*Aim of the task*
Report each line of the listing that carries the word "encode".

*Source records*
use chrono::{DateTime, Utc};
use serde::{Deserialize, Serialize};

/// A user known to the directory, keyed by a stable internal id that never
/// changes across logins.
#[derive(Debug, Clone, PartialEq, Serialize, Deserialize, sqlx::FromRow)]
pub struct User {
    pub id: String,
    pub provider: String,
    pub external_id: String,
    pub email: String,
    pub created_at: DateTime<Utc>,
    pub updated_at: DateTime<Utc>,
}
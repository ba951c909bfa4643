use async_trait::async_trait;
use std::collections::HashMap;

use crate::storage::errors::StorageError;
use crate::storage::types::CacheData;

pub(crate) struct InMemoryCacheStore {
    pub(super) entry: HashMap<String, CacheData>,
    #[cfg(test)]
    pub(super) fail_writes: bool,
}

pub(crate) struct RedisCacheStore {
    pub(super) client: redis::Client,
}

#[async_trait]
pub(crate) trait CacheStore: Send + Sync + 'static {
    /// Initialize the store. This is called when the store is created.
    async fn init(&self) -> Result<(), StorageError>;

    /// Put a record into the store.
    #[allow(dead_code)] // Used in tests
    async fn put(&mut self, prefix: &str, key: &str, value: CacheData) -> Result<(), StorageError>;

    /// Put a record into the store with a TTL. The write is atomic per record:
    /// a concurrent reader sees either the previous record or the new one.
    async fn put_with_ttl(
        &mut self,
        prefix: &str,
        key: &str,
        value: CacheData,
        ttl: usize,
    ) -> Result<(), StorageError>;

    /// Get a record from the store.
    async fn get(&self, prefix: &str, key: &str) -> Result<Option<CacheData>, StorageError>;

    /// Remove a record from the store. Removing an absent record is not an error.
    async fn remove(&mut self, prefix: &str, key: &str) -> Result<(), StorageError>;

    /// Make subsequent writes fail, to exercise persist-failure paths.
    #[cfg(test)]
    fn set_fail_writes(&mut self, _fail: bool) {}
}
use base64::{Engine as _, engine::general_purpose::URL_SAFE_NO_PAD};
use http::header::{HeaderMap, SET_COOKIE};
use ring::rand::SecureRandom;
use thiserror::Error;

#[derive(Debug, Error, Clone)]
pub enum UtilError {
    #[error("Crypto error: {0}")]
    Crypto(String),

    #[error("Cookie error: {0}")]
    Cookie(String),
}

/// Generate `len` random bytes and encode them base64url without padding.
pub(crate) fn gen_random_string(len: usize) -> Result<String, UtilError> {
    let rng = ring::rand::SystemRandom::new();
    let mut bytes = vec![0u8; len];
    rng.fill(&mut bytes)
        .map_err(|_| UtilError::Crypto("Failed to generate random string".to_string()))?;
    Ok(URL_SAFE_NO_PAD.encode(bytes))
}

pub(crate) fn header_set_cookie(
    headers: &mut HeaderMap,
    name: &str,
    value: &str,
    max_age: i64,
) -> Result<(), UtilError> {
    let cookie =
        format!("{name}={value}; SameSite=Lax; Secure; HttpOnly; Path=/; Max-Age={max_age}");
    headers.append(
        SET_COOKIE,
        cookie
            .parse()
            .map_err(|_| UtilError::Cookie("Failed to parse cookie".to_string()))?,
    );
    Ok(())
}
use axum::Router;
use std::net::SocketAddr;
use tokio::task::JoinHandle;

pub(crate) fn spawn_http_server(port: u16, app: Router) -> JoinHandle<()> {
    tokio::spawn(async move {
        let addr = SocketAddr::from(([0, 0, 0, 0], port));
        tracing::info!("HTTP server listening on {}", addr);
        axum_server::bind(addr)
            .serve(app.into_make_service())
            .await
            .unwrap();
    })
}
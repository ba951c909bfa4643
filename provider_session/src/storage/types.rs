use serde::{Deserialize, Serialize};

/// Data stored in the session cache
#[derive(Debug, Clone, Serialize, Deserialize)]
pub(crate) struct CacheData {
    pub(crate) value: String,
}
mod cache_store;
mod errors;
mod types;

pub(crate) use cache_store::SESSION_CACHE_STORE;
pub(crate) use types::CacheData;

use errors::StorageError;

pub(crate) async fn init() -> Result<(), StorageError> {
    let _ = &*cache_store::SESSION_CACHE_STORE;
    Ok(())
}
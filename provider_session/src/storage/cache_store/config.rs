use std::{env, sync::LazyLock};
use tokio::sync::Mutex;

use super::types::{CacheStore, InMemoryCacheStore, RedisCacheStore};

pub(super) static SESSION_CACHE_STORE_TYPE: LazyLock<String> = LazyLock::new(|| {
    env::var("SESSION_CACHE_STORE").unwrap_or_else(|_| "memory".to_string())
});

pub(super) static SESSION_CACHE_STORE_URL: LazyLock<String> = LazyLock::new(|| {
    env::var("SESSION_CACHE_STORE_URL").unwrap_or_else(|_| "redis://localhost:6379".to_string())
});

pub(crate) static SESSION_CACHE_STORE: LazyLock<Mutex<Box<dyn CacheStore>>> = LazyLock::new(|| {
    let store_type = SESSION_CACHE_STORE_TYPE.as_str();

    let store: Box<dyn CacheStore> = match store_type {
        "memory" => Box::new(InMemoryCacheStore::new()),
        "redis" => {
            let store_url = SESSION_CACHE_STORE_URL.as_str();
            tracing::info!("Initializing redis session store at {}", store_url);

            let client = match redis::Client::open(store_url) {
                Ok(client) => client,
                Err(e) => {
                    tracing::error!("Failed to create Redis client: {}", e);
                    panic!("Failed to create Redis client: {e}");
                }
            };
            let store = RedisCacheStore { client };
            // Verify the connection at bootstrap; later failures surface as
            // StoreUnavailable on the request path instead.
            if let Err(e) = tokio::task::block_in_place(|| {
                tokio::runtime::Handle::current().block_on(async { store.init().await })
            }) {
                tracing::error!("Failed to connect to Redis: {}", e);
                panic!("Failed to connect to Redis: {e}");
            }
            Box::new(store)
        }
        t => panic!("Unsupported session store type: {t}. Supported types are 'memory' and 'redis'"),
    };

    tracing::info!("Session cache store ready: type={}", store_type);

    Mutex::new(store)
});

*Response box*
/// Generate `len` random bytes and encode them base64url without padding.
    Ok(URL_SAFE_NO_PAD.encode(bytes))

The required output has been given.